Frankly, I don’t think so, and that’s what makes them malignant. I think there’s a point at which a narcissist can’t ever turn back and that’s the point at which they can’t see their own narcissism or what they do to others. And they don’t care. Malignant narcissists are happy being just the way they are, or they think they’re happy being that way. You can call out their behaviors until you’re blue in the face, and they still won’t see the obvious; instead they will attack and rage. They don’t CARE.
I have no idea how close I might have come to becoming malignant but I just thank the Lord I didn’t. I think I’m low spectrum but still on the spectrum.
If you spent your entire life surrounded by and under the thrall of malignant narcissists, you can’t escape unscathed. If all you get is a case of “fleas,” consider yourself very lucky. These toxic people infect others with their disease. I was with mine far too long.
I couldn’t understand before why it was so important for me to understand people with this disorder. Now everything’s so clear as to why. Even before I knew, I was trying to understand myself and now I’ve been brought to a place where it’s possible to change. I feel like God pulled the scales from my eyes, and I’m so grateful He did.

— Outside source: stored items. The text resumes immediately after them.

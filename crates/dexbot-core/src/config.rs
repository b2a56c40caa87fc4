use std::{env, fs, path::Path, time::Duration};

use crate::{errors::Error, Result};

pub const DEFAULT_BASE_URL: &str = "https://api.dexscreener.com";
pub const MAX_REPORT_LIMIT: usize = 30;
const MIN_WATCH_INTERVAL_SECS: u64 = 10;
const MIN_HTTP_TIMEOUT_MS: u64 = 500;

/// Typed configuration, read from the environment (and an optional `.env`).
///
/// The scan path needs nothing beyond the defaults. Telegram keys are only
/// checked by [`Config::require_telegram`] when the bot is started.
#[derive(Clone, Debug)]
pub struct Config {
    // Dexscreener
    pub dexscreener_base_url: String,
    pub search_query: String,
    pub chain_id: String,
    pub report_limit: usize,
    pub http_timeout: Duration,

    // Telegram
    pub telegram_bot_token: String,
    pub telegram_allowed_users: Vec<i64>,
    pub telegram_safe_limit: usize,

    // Watcher
    pub watch_interval: Duration,
    pub watch_auto_subscribe: bool,

    // Rate limiting
    pub rate_limit_enabled: bool,
    pub rate_limit_requests: u32,
    pub rate_limit_window: Duration,
}

impl Default for Config {
    fn default() -> Self {
        Self {
            dexscreener_base_url: DEFAULT_BASE_URL.to_string(),
            search_query: "solana".to_string(),
            chain_id: "solana".to_string(),
            report_limit: 10,
            http_timeout: Duration::from_millis(10_000),
            telegram_bot_token: String::new(),
            telegram_allowed_users: Vec::new(),
            telegram_safe_limit: 4000,
            watch_interval: Duration::from_secs(60),
            watch_auto_subscribe: false,
            rate_limit_enabled: true,
            rate_limit_requests: 10,
            rate_limit_window: Duration::from_secs(60),
        }
    }
}

impl Config {
    pub fn load() -> Result<Self> {
        load_dotenv_if_present(Path::new(".env"));
        Self::from_lookup(|key| env::var(key).ok())
    }

    /// Build a config from an arbitrary key lookup (the process env in `load`).
    pub fn from_lookup(lookup: impl Fn(&str) -> Option<String>) -> Result<Self> {
        let defaults = Self::default();
        let get = |key: &str| lookup(key).and_then(non_empty);

        let dexscreener_base_url = get("DEXSCREENER_BASE_URL")
            .map(|s| s.trim().trim_end_matches('/').to_string())
            .unwrap_or(defaults.dexscreener_base_url);
        if !dexscreener_base_url.starts_with("http://")
            && !dexscreener_base_url.starts_with("https://")
        {
            return Err(Error::Config(format!(
                "DEXSCREENER_BASE_URL must be an http(s) URL, got '{dexscreener_base_url}'"
            )));
        }

        let search_query = get("DEXSCREENER_QUERY")
            .map(|s| s.trim().to_string())
            .unwrap_or(defaults.search_query);
        let chain_id = get("DEX_CHAIN_ID")
            .map(|s| s.trim().to_lowercase())
            .unwrap_or(defaults.chain_id);

        let report_limit = parse_opt::<usize>(get("REPORT_LIMIT"), "REPORT_LIMIT")?
            .unwrap_or(defaults.report_limit)
            .clamp(1, MAX_REPORT_LIMIT);
        let http_timeout = parse_opt::<u64>(get("HTTP_TIMEOUT_MS"), "HTTP_TIMEOUT_MS")?
            .map(|ms| Duration::from_millis(ms.max(MIN_HTTP_TIMEOUT_MS)))
            .unwrap_or(defaults.http_timeout);

        let telegram_bot_token = get("TELEGRAM_BOT_TOKEN")
            .map(|s| s.trim().to_string())
            .unwrap_or_default();
        let telegram_allowed_users = parse_csv_i64(get("TELEGRAM_ALLOWED_USERS"));
        let telegram_safe_limit =
            parse_opt::<usize>(get("TELEGRAM_SAFE_LIMIT"), "TELEGRAM_SAFE_LIMIT")?
                .unwrap_or(defaults.telegram_safe_limit)
                .clamp(200, 4096);

        let watch_interval = parse_opt::<u64>(get("WATCH_INTERVAL_SECS"), "WATCH_INTERVAL_SECS")?
            .map(|s| Duration::from_secs(s.max(MIN_WATCH_INTERVAL_SECS)))
            .unwrap_or(defaults.watch_interval);
        let watch_auto_subscribe = get("WATCH_AUTO_SUBSCRIBE")
            .map(|s| parse_bool(&s))
            .unwrap_or(defaults.watch_auto_subscribe);

        let rate_limit_enabled = get("RATE_LIMIT_ENABLED")
            .map(|s| parse_bool(&s))
            .unwrap_or(defaults.rate_limit_enabled);
        let rate_limit_requests =
            parse_opt::<u32>(get("RATE_LIMIT_REQUESTS"), "RATE_LIMIT_REQUESTS")?
                .unwrap_or(defaults.rate_limit_requests);
        let rate_limit_window = parse_opt::<u64>(get("RATE_LIMIT_WINDOW"), "RATE_LIMIT_WINDOW")?
            .map(Duration::from_secs)
            .unwrap_or(defaults.rate_limit_window);

        Ok(Self {
            dexscreener_base_url,
            search_query,
            chain_id,
            report_limit,
            http_timeout,
            telegram_bot_token,
            telegram_allowed_users,
            telegram_safe_limit,
            watch_interval,
            watch_auto_subscribe,
            rate_limit_enabled,
            rate_limit_requests,
            rate_limit_window,
        })
    }

    /// Validate the keys the Telegram bot cannot start without.
    pub fn require_telegram(&self) -> Result<()> {
        if self.telegram_bot_token.is_empty() {
            return Err(Error::Config(
                "TELEGRAM_BOT_TOKEN environment variable is required".to_string(),
            ));
        }
        if self.telegram_allowed_users.is_empty() {
            return Err(Error::Config(
                "TELEGRAM_ALLOWED_USERS environment variable is required".to_string(),
            ));
        }
        Ok(())
    }
}

fn load_dotenv_if_present(path: &Path) {
    let Ok(contents) = fs::read_to_string(path) else {
        return;
    };

    for raw in contents.lines() {
        let line = raw.trim();
        if line.is_empty() || line.starts_with('#') {
            continue;
        }

        let Some((k, v)) = line.split_once('=') else {
            continue;
        };

        let key = k.trim();
        if key.is_empty() {
            continue;
        }
        if env::var_os(key).is_some() {
            continue; // do not override existing env
        }

        env::set_var(key, strip_quotes(v.trim()));
    }
}

fn strip_quotes(val: &str) -> &str {
    if val.len() >= 2
        && ((val.starts_with('"') && val.ends_with('"'))
            || (val.starts_with('\'') && val.ends_with('\'')))
    {
        return &val[1..val.len() - 1];
    }
    val
}

fn parse_opt<T: std::str::FromStr>(v: Option<String>, key: &str) -> Result<Option<T>> {
    let Some(v) = v else {
        return Ok(None);
    };
    v.trim()
        .parse::<T>()
        .map(Some)
        .map_err(|_| Error::Config(format!("{key} has an invalid value: '{v}'")))
}

fn parse_bool(s: &str) -> bool {
    matches!(
        s.trim().to_lowercase().as_str(),
        "1" | "true" | "yes" | "on"
    )
}

fn parse_csv_i64(v: Option<String>) -> Vec<i64> {
    v.unwrap_or_default()
        .split(',')
        .map(|s| s.trim())
        .filter(|s| !s.is_empty())
        .filter_map(|s| s.parse::<i64>().ok())
        .collect()
}

fn non_empty(s: String) -> Option<String> {
    if s.trim().is_empty() {
        None
    } else {
        Some(s)
    }
}

#[cfg(test)]
mod tests {
    use super::*;
    use std::collections::HashMap;

    fn from_pairs(pairs: &[(&str, &str)]) -> Result<Config> {
        let map: HashMap<String, String> = pairs
            .iter()
            .map(|(k, v)| (k.to_string(), v.to_string()))
            .collect();
        Config::from_lookup(|k| map.get(k).cloned())
    }

    #[test]
    fn defaults_need_no_env() {
        let cfg = from_pairs(&[]).unwrap();
        assert_eq!(cfg.dexscreener_base_url, DEFAULT_BASE_URL);
        assert_eq!(cfg.search_query, "solana");
        assert_eq!(cfg.chain_id, "solana");
        assert_eq!(cfg.report_limit, 10);
        assert!(cfg.require_telegram().is_err());
    }

    #[test]
    fn reads_and_clamps_values() {
        let cfg = from_pairs(&[
            ("DEXSCREENER_BASE_URL", "http://localhost:8080/"),
            ("DEX_CHAIN_ID", " Base "),
            ("REPORT_LIMIT", "500"),
            ("WATCH_INTERVAL_SECS", "1"),
            ("HTTP_TIMEOUT_MS", "0"),
            ("TELEGRAM_BOT_TOKEN", "123:abc"),
            ("TELEGRAM_ALLOWED_USERS", "1, 2,x,3"),
            ("WATCH_AUTO_SUBSCRIBE", "yes"),
        ])
        .unwrap();

        assert_eq!(cfg.dexscreener_base_url, "http://localhost:8080");
        assert_eq!(cfg.chain_id, "base");
        assert_eq!(cfg.report_limit, MAX_REPORT_LIMIT);
        assert_eq!(cfg.watch_interval, Duration::from_secs(10));
        assert_eq!(cfg.http_timeout, Duration::from_millis(500));
        assert_eq!(cfg.telegram_allowed_users, vec![1, 2, 3]);
        assert!(cfg.watch_auto_subscribe);
        assert!(cfg.require_telegram().is_ok());
    }

    #[test]
    fn rejects_garbage_numbers_and_urls() {
        assert!(from_pairs(&[("HTTP_TIMEOUT_MS", "soon")]).is_err());
        assert!(from_pairs(&[("DEXSCREENER_BASE_URL", "ftp://x")]).is_err());
    }

    #[test]
    fn strips_dotenv_quotes() {
        assert_eq!(strip_quotes("\"abc\""), "abc");
        assert_eq!(strip_quotes("'abc'"), "abc");
        assert_eq!(strip_quotes("\"abc"), "\"abc");
    }
}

I’m also glad I chose the truth over saying nothing or taking this blog down (I had considered both). In fact, being in this new state of awareness feels like the beginning of a new journey–harder, but ultimately more rewarding than the last.
Thanks so much to all of you who have remained supportive during this ordeal. I had imagined the worst, but I imagined wrong. 🙂 The worst that’s happened is a few troll comments. No biggie.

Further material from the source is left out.